The American security services have gone rogue. If you believe the Russian press, that's the only logical explanation for the eruption of the current bizarre spy scandal.
If it is usual practice for governments caught spying to remain silent or issue faux-outraged denials, the Russian government's initial reaction to the arrest of 11 people, at least some of whom it has admitted are its citizens, was true to form. Prime Minister Vladimir Putin told Bill Clinton the American police were "out of control", "throwing people in jail", and the Foreign Ministry called the allegations "baseless".
But in the past three days the mood in official Moscow has gradually changed. Not much more has been said: Putin and President Medvedev have kept a calm, unflappable silence on the affair and the Russian Foreign Ministry has said only that it hoped to offer its citizens appropriate consular assistance. But there's something in the air that is at the same time conciliatory and unapologetic.
"Russians think their security services should work actively and spy on America," said Sergei Markov, an MP for the ruling United Russia party. "It's understood that the Americans should guard their territory, so what's strange? Most Russians think of it like a football match."
But, as Markov admitted, losing 10- nil is never easy. And the loss of 10 agents (the 11th, Christopher Robert Metsos, seems to have escaped after jumping bail in Cyprus and had not resurfaced last night) and revelations about broken laptops, agents posting their details on Facebook and banal arguments with Moscow over the price of a mortgage have put a dent in the beloved foreign intelligence service's mystique.
"Imagine if James Bond opened his box of tricks and inside there was some grilled chicken, a pair of socks and a picture of a girl with a note saying, 'When you get back don't forget to mow the lawn,'" moaned Moskovsky Komsomolets, a Russian tabloid.
But the chief feeling is of bewilderment. Why, Russians are asking over and over again, would the Americans do something like this just after the friendly meeting between Medvedev and Obama? (The FBI's story – that they swooped because the suspects were about to flee – is almost universally derided.) "Personally, I think they were trying to cover up the scandal they have with that oil spill in Louisiana," suggested an accountant from Moscow.

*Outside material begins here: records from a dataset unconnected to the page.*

fn funded(program_test: &mut ProgramTest, lamports: u64) -> Keypair {
    let keypair = Keypair::new();
    program_test.add_account(
        keypair.pubkey(),
        Account {
            lamports,
            ..Account::default()
        },
    );
    keypair
}

fn add_token_account(program_test: &mut ProgramTest, address: Pubkey, state: TokenAccount) {
    let mut data = vec![0u8; TokenAccount::LEN];
    state.pack_into_slice(&mut data);

    program_test.add_account(
        address,
        Account {
            lamports: Rent::default().minimum_balance(TokenAccount::LEN),
            data,
            owner: spl_token::id(),
            ..Account::default()
        },
    );
}

fn wallet_token_account(mint: &Pubkey, owner: &Pubkey, amount: u64) -> TokenAccount {
    TokenAccount {
        mint: *mint,
        owner: *owner,
        amount,
        state: AccountState::Initialized,
        ..TokenAccount::default()
    }
}

/// An open loan as request leaves it: the record, and the borrower's pawn
/// account delegated to the loan and frozen
struct PledgedPawn {
    loan: Pubkey,
    pawn: Pubkey,
    pawn_mint: Pubkey,
}

fn add_open_loan(
    program_test: &mut ProgramTest,
    borrower: &Pubkey,
    desired_terms: LoanTerms,
) -> PledgedPawn {
    let base = Pubkey::new_unique();
    let (loan, bump) = PawnLoanPDA::derive(&pawn_shop::id(), &base);
    let pawn = Pubkey::new_unique();
    let pawn_mint = Pubkey::new_unique();

    add_token_account(
        program_test,
        pawn,
        TokenAccount {
            delegate: COption::Some(loan),
            delegated_amount: 1,
            state: AccountState::Frozen,
            ..wallet_token_account(&pawn_mint, borrower, 1)
        },
    );

    let record = PawnLoan::new(bump, base, *borrower, pawn, pawn_mint, desired_terms, 0);
    let mut data = vec![0u8; PawnLoan::LEN];
    record.pack(&mut data).unwrap();

    program_test.add_account(
        loan,
        Account {
            lamports: Rent::default().minimum_balance(PawnLoan::LEN),
            data,
            owner: pawn_shop::id(),
            ..Account::default()
        },
    );

    PledgedPawn {
        loan,
        pawn,
        pawn_mint,
    }
}

fn native_terms(principal_amount: u64) -> LoanTerms {
    LoanTerms {
        principal_amount,
        mint: spl_token::native_mint::id(),
        annual_percentage_rate_bps: 1_000,
        duration: 7 * MILLISECONDS_PER_DAY,
    }
}

fn custom(error: PawnShopError) -> TransactionError {
    TransactionError::InstructionError(0, InstructionError::Custom(error as u32))
}

async fn send(
    context: &mut ProgramTestContext,
    instruction: solana_program::instruction::Instruction,
    signers: &[&Keypair],
) -> Result<(), TransactionError> {
    let mut all_signers = vec![&context.payer];
    all_signers.extend_from_slice(signers);

    let transaction = Transaction::new_signed_with_payer(
        &[instruction],
        Some(&context.payer.pubkey()),
        &all_signers,
        context.last_blockhash,
    );

    context
        .banks_client
        .process_transaction(transaction)
        .await
        .map_err(|e| e.unwrap())
}

async fn refresh_blockhash(context: &mut ProgramTestContext) {
    context.last_blockhash = context
        .banks_client
        .get_new_latest_blockhash(&context.last_blockhash)
        .await
        .unwrap();
}
//! Settlement arithmetic
//!
//! Interest is simple interest on the principal, pro rata over a 365 day year,
//! accrued from underwriting and capped at the loan duration. All divisions
//! round down: the borrower keeps the fractional interest, and the platform fee
//! is the floor of its share of that interest.

use crate::{
    constants::{BPS_DENOMINATOR, MILLISECONDS_PER_YEAR},
    error::PawnShopError,
    state::LoanTerms,
};

/// Amounts moved when an active loan is repaid
#[derive(Debug, Clone, Copy, PartialEq, Eq)]
pub struct Settlement {
    pub principal: u64,
    pub interest: u64,
    pub platform_fee: u64,
    /// `amount_due - platform_fee`, paid to the lender
    pub lender_payout: u64,
    /// `principal + interest`, debited from the borrower
    pub amount_due: u64,
}

impl Settlement {
    pub fn compute(
        terms: &LoanTerms,
        underwritten_at: i64,
        now: i64,
        fee_rate_bps: u16,
    ) -> Result<Self, PawnShopError> {
        let elapsed = now.saturating_sub(underwritten_at);
        let interest = accrued_interest(terms, elapsed)?;
        let platform_fee = platform_fee(interest, fee_rate_bps)?;

        let amount_due = terms
            .principal_amount
            .checked_add(interest)
            .ok_or(PawnShopError::ArithmeticOverflow)?;

        Ok(Self {
            principal: terms.principal_amount,
            interest,
            platform_fee,
            lender_payout: amount_due - platform_fee,
            amount_due,
        })
    }
}

/// Interest owed after `elapsed_ms`, clamped to `[0, terms.duration]`
pub fn accrued_interest(terms: &LoanTerms, elapsed_ms: i64) -> Result<u64, PawnShopError> {
    let elapsed = (elapsed_ms.max(0) as u64).min(terms.duration);

    let numerator = (terms.principal_amount as u128)
        .checked_mul(terms.annual_percentage_rate_bps as u128)
        .and_then(|v| v.checked_mul(elapsed as u128))
        .ok_or(PawnShopError::ArithmeticOverflow)?;
    let denominator = BPS_DENOMINATOR as u128 * MILLISECONDS_PER_YEAR as u128;

    u64::try_from(numerator / denominator).map_err(|_| PawnShopError::ArithmeticOverflow)
}

/// Platform share of `interest`
pub fn platform_fee(interest: u64, fee_rate_bps: u16) -> Result<u64, PawnShopError> {
    if fee_rate_bps as u64 > BPS_DENOMINATOR {
        return Err(PawnShopError::InvalidFeeRate);
    }

    // fee <= interest, so the quotient always fits
    Ok((interest as u128 * fee_rate_bps as u128 / BPS_DENOMINATOR as u128) as u64)
}
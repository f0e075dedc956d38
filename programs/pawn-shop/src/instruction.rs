use borsh::{BorshDeserialize, BorshSerialize};
use solana_program::{
    instruction::{AccountMeta, Instruction},
    program_error::ProgramError,
    pubkey::Pubkey,
    system_program,
};

use crate::{
    custody::{is_native, metadata},
    error::PawnShopError,
    pda::{fee_account_address, AdminPDA, EditionPDA, PawnLoanPDA},
    state::LoanTerms,
};

#[derive(BorshSerialize, BorshDeserialize, Debug, Clone, PartialEq, Eq)]
pub enum PawnShopInstruction {
    /// Create the admin config
    /// Accounts:
    /// 0. `[signer, writable]` Authority, pays for the account
    /// 1. `[writable]` Admin PDA
    /// 2. `[]` System program
    InitializeAdmin {
        fee_collector: Pubkey,
        /// Defaults to 500 (5%) when absent
        fee_rate_bps: Option<u16>,
    },

    /// Change the fee collector and/or the fee rate
    /// Accounts:
    /// 0. `[signer]` Authority
    /// 1. `[writable]` Admin PDA
    UpdateAdmin {
        fee_collector: Option<Pubkey>,
        fee_rate_bps: Option<u16>,
    },

    /// Open a loan request, delegating and freezing the pawn in place
    /// Accounts:
    /// 0. `[signer]` Base key the loan PDA derives from
    /// 1. `[writable]` Pawn loan PDA (uninitialized)
    /// 2. `[signer, writable]` Borrower, pays for the loan account
    /// 3. `[writable]` Borrower's token account holding the pawn
    /// 4. `[]` Pawn mint
    /// 5. `[]` Pawn master edition
    /// 6. `[]` Token metadata program
    /// 7. `[]` Token program
    /// 8. `[]` System program
    RequestLoan { desired_terms: LoanTerms },

    /// Fund an open loan on exactly the terms the lender saw
    /// Accounts:
    /// 0. `[writable]` Pawn loan PDA
    /// 1. `[]` Pawn token account
    /// 2. `[signer, writable]` Lender
    /// 3. `[writable]` Lender payment account (the lender itself for native loans)
    /// 4. `[writable]` Borrower payment account (the borrower itself for native loans)
    /// 5. `[]` Token program
    /// 6. `[]` System program
    UnderwriteLoan {
        expected_terms: LoanTerms,
        expected_pawn_mint: Pubkey,
        expected_pawn_amount: Option<u64>,
    },

    /// Pay back an active loan and release the pawn
    /// Accounts:
    /// 0. `[writable]` Pawn loan PDA
    /// 1. `[writable]` Pawn token account
    /// 2. `[]` Pawn mint
    /// 3. `[]` Pawn master edition
    /// 4. `[signer, writable]` Borrower
    /// 5. `[writable]` Borrower payment account
    /// 6. `[writable]` Lender payment account
    /// 7. `[]` Admin PDA
    /// 8. `[writable]` Admin fee account
    /// 9. `[]` Token metadata program
    /// 10. `[]` Token program
    /// 11. `[]` System program
    RepayLoan,

    /// Take the pawn of an expired loan
    /// Accounts:
    /// 0. `[writable]` Pawn loan PDA
    /// 1. `[writable]` Pawn token account
    /// 2. `[]` Pawn mint
    /// 3. `[]` Pawn master edition
    /// 4. `[signer]` Lender
    /// 5. `[writable]` Lender's token account for the pawn mint
    /// 6. `[]` Token metadata program
    /// 7. `[]` Token program
    SeizePawn,

    /// Withdraw an open request and close its record
    /// Accounts:
    /// 0. `[writable]` Pawn loan PDA
    /// 1. `[writable]` Pawn token account
    /// 2. `[]` Pawn mint
    /// 3. `[]` Pawn master edition
    /// 4. `[signer, writable]` Borrower, receives the record's rent
    /// 5. `[]` Token metadata program
    /// 6. `[]` Token program
    CancelLoan,

    /// Move accumulated fees out
    /// Accounts:
    /// 0. `[signer]` Fee collector
    /// 1. `[]` Admin PDA (writable for native fees, which it holds itself)
    /// 2. `[writable]` Fee account
    /// 3. `[writable]` Destination
    /// 4. `[]` Token program
    /// 5. `[]` System program
    WithdrawFees { currency: Pubkey },
}

impl PawnShopInstruction {
    pub fn unpack(input: &[u8]) -> Result<Self, ProgramError> {
        Self::try_from_slice(input).map_err(|_| PawnShopError::InvalidInstruction.into())
    }
}

// Helper functions to create instructions

pub fn initialize_admin(
    program_id: &Pubkey,
    authority: &Pubkey,
    fee_collector: &Pubkey,
    fee_rate_bps: Option<u16>,
) -> Instruction {
    let (admin, _) = AdminPDA::derive(program_id);
    Instruction::new_with_borsh(
        *program_id,
        &PawnShopInstruction::InitializeAdmin {
            fee_collector: *fee_collector,
            fee_rate_bps,
        },
        vec![
            AccountMeta::new(*authority, true),
            AccountMeta::new(admin, false),
            AccountMeta::new_readonly(system_program::id(), false),
        ],
    )
}

pub fn update_admin(
    program_id: &Pubkey,
    authority: &Pubkey,
    fee_collector: Option<Pubkey>,
    fee_rate_bps: Option<u16>,
) -> Instruction {
    let (admin, _) = AdminPDA::derive(program_id);
    Instruction::new_with_borsh(
        *program_id,
        &PawnShopInstruction::UpdateAdmin {
            fee_collector,
            fee_rate_bps,
        },
        vec![
            AccountMeta::new_readonly(*authority, true),
            AccountMeta::new(admin, false),
        ],
    )
}

pub fn request_loan(
    program_id: &Pubkey,
    base: &Pubkey,
    borrower: &Pubkey,
    pawn_token_account: &Pubkey,
    pawn_mint: &Pubkey,
    desired_terms: LoanTerms,
) -> Instruction {
    let (pawn_loan, _) = PawnLoanPDA::derive(program_id, base);
    let (edition, _) = EditionPDA::derive(pawn_mint);
    Instruction::new_with_borsh(
        *program_id,
        &PawnShopInstruction::RequestLoan { desired_terms },
        vec![
            AccountMeta::new_readonly(*base, true),
            AccountMeta::new(pawn_loan, false),
            AccountMeta::new(*borrower, true),
            AccountMeta::new(*pawn_token_account, false),
            AccountMeta::new_readonly(*pawn_mint, false),
            AccountMeta::new_readonly(edition, false),
            AccountMeta::new_readonly(metadata::id(), false),
            AccountMeta::new_readonly(spl_token::id(), false),
            AccountMeta::new_readonly(system_program::id(), false),
        ],
    )
}

#[allow(clippy::too_many_arguments)]
pub fn underwrite_loan(
    program_id: &Pubkey,
    pawn_loan: &Pubkey,
    pawn_token_account: &Pubkey,
    lender: &Pubkey,
    lender_payment_account: &Pubkey,
    borrower_payment_account: &Pubkey,
    expected_terms: LoanTerms,
    expected_pawn_mint: &Pubkey,
    expected_pawn_amount: Option<u64>,
) -> Instruction {
    let mut accounts = vec![
        AccountMeta::new(*pawn_loan, false),
        AccountMeta::new_readonly(*pawn_token_account, false),
        AccountMeta::new(*lender, true),
    ];
    push_payment_account(&mut accounts, lender_payment_account, lender);
    push_payment_account(&mut accounts, borrower_payment_account, lender);
    accounts.push(AccountMeta::new_readonly(spl_token::id(), false));
    accounts.push(AccountMeta::new_readonly(system_program::id(), false));

    Instruction::new_with_borsh(
        *program_id,
        &PawnShopInstruction::UnderwriteLoan {
            expected_terms,
            expected_pawn_mint: *expected_pawn_mint,
            expected_pawn_amount,
        },
        accounts,
    )
}

#[allow(clippy::too_many_arguments)]
pub fn repay_loan(
    program_id: &Pubkey,
    pawn_loan: &Pubkey,
    pawn_token_account: &Pubkey,
    pawn_mint: &Pubkey,
    borrower: &Pubkey,
    borrower_payment_account: &Pubkey,
    lender_payment_account: &Pubkey,
    currency: &Pubkey,
) -> Instruction {
    let (edition, _) = EditionPDA::derive(pawn_mint);
    let (admin, _) = AdminPDA::derive(program_id);
    let admin_payment_account = fee_account_address(program_id, currency);

    let mut accounts = vec![
        AccountMeta::new(*pawn_loan, false),
        AccountMeta::new(*pawn_token_account, false),
        AccountMeta::new_readonly(*pawn_mint, false),
        AccountMeta::new_readonly(edition, false),
        AccountMeta::new(*borrower, true),
    ];
    push_payment_account(&mut accounts, borrower_payment_account, borrower);
    accounts.push(AccountMeta::new(*lender_payment_account, false));
    if is_native(currency) {
        // Native fees land on the admin PDA itself
        accounts.push(AccountMeta::new(admin, false));
    } else {
        accounts.push(AccountMeta::new_readonly(admin, false));
    }
    accounts.push(AccountMeta::new(admin_payment_account, false));
    accounts.push(AccountMeta::new_readonly(metadata::id(), false));
    accounts.push(AccountMeta::new_readonly(spl_token::id(), false));
    accounts.push(AccountMeta::new_readonly(system_program::id(), false));

    Instruction::new_with_borsh(*program_id, &PawnShopInstruction::RepayLoan, accounts)
}

pub fn seize_pawn(
    program_id: &Pubkey,
    pawn_loan: &Pubkey,
    pawn_token_account: &Pubkey,
    pawn_mint: &Pubkey,
    lender: &Pubkey,
    lender_pawn_token_account: &Pubkey,
) -> Instruction {
    let (edition, _) = EditionPDA::derive(pawn_mint);
    Instruction::new_with_borsh(
        *program_id,
        &PawnShopInstruction::SeizePawn,
        vec![
            AccountMeta::new(*pawn_loan, false),
            AccountMeta::new(*pawn_token_account, false),
            AccountMeta::new_readonly(*pawn_mint, false),
            AccountMeta::new_readonly(edition, false),
            AccountMeta::new_readonly(*lender, true),
            AccountMeta::new(*lender_pawn_token_account, false),
            AccountMeta::new_readonly(metadata::id(), false),
            AccountMeta::new_readonly(spl_token::id(), false),
        ],
    )
}

pub fn cancel_loan(
    program_id: &Pubkey,
    pawn_loan: &Pubkey,
    pawn_token_account: &Pubkey,
    pawn_mint: &Pubkey,
    borrower: &Pubkey,
) -> Instruction {
    let (edition, _) = EditionPDA::derive(pawn_mint);
    Instruction::new_with_borsh(
        *program_id,
        &PawnShopInstruction::CancelLoan,
        vec![
            AccountMeta::new(*pawn_loan, false),
            AccountMeta::new(*pawn_token_account, false),
            AccountMeta::new_readonly(*pawn_mint, false),
            AccountMeta::new_readonly(edition, false),
            AccountMeta::new(*borrower, true),
            AccountMeta::new_readonly(metadata::id(), false),
            AccountMeta::new_readonly(spl_token::id(), false),
        ],
    )
}

pub fn withdraw_fees(
    program_id: &Pubkey,
    fee_collector: &Pubkey,
    currency: &Pubkey,
    destination: &Pubkey,
) -> Instruction {
    let (admin, _) = AdminPDA::derive(program_id);
    let fee_account = fee_account_address(program_id, currency);

    let mut accounts = vec![AccountMeta::new_readonly(*fee_collector, true)];
    if is_native(currency) {
        accounts.push(AccountMeta::new(admin, false));
    } else {
        accounts.push(AccountMeta::new_readonly(admin, false));
    }
    accounts.push(AccountMeta::new(fee_account, false));
    accounts.push(AccountMeta::new(*destination, false));
    accounts.push(AccountMeta::new_readonly(spl_token::id(), false));
    accounts.push(AccountMeta::new_readonly(system_program::id(), false));

    Instruction::new_with_borsh(
        *program_id,
        &PawnShopInstruction::WithdrawFees {
            currency: *currency,
        },
        accounts,
    )
}

/// Payment accounts that are the signing wallet itself must keep the signer flag
fn push_payment_account(accounts: &mut Vec<AccountMeta>, account: &Pubkey, signer: &Pubkey) {
    accounts.push(AccountMeta::new(*account, account == signer));
}

#[cfg(test)]
mod tests {
    use super::*;
    use crate::constants::MILLISECONDS_PER_DAY;

    fn terms() -> LoanTerms {
        LoanTerms {
            principal_amount: 5_000,
            mint: spl_token::native_mint::id(),
            annual_percentage_rate_bps: 2_500,
            duration: 30 * MILLISECONDS_PER_DAY,
        }
    }

    #[test]
    fn test_builders_round_trip_through_unpack() {
        let program_id = crate::id();
        let mint = Pubkey::new_unique();

        let ix = underwrite_loan(
            &program_id,
            &Pubkey::new_unique(),
            &Pubkey::new_unique(),
            &Pubkey::new_unique(),
            &Pubkey::new_unique(),
            &Pubkey::new_unique(),
            terms(),
            &mint,
            Some(1),
        );
        assert_eq!(
            PawnShopInstruction::unpack(&ix.data).unwrap(),
            PawnShopInstruction::UnderwriteLoan {
                expected_terms: terms(),
                expected_pawn_mint: mint,
                expected_pawn_amount: Some(1),
            }
        );
    }

    #[test]
    fn test_unpack_rejects_garbage() {
        assert_eq!(
            PawnShopInstruction::unpack(&[200, 1, 2]),
            Err(PawnShopError::InvalidInstruction.into())
        );
        assert_eq!(
            PawnShopInstruction::unpack(&[]),
            Err(PawnShopError::InvalidInstruction.into())
        );
    }

    #[test]
    fn test_native_lender_pays_from_its_signing_wallet() {
        let program_id = crate::id();
        let lender = Pubkey::new_unique();
        let borrower = Pubkey::new_unique();

        let ix = underwrite_loan(
            &program_id,
            &Pubkey::new_unique(),
            &Pubkey::new_unique(),
            &lender,
            &lender,
            &borrower,
            terms(),
            &Pubkey::new_unique(),
            None,
        );

        assert!(ix.accounts[2].is_signer);
        assert!(ix.accounts[3].is_signer);
        assert!(!ix.accounts[4].is_signer);
        assert!(ix.accounts[4].is_writable);
    }

    #[test]
    fn test_request_loan_derives_loan_and_edition() {
        let program_id = crate::id();
        let base = Pubkey::new_unique();
        let mint = Pubkey::new_unique();

        let ix = request_loan(
            &program_id,
            &base,
            &Pubkey::new_unique(),
            &Pubkey::new_unique(),
            &mint,
            terms(),
        );

        assert_eq!(ix.accounts[1].pubkey, PawnLoanPDA::derive(&program_id, &base).0);
        assert_eq!(ix.accounts[5].pubkey, EditionPDA::derive(&mint).0);
        assert!(ix.accounts[0].is_signer);
        assert!(ix.accounts[2].is_signer);
    }
}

A blogger for the liberal Echo of Moscow radio station had other ideas. "It's either self-promotion by security services fishing for more funding, the Americans trying to sabotage the reset in relations, or the Democrats trying to wring more concessions from Russia," he declared. But the most popular theory, reported amongst others by Kommersant, a reputable daily and Russia's paper of record, is that "the interests of the FBI took precedence over those of the state".
"It's America's problem," shrugged Alexei Mukhin, director of a usually well-informed think tank, when asked if the scandal could affect relations. He compared the American political structure to the Russian siloviki, the hard-line ex-spies said to surround Prime Minister Vladimir Putin. "The American siloviki decided to show Medvedev that not everything is so smooth in Russian-American relations. And they really set up their own President Obama. It's hard to imagine anything like that happening here if Obama had just visited."
And that, of course, explains the Government's relative calm. According to Markov, the Kremlin has identified two main goals: "To support Obama against his enemies and not to rock the boat."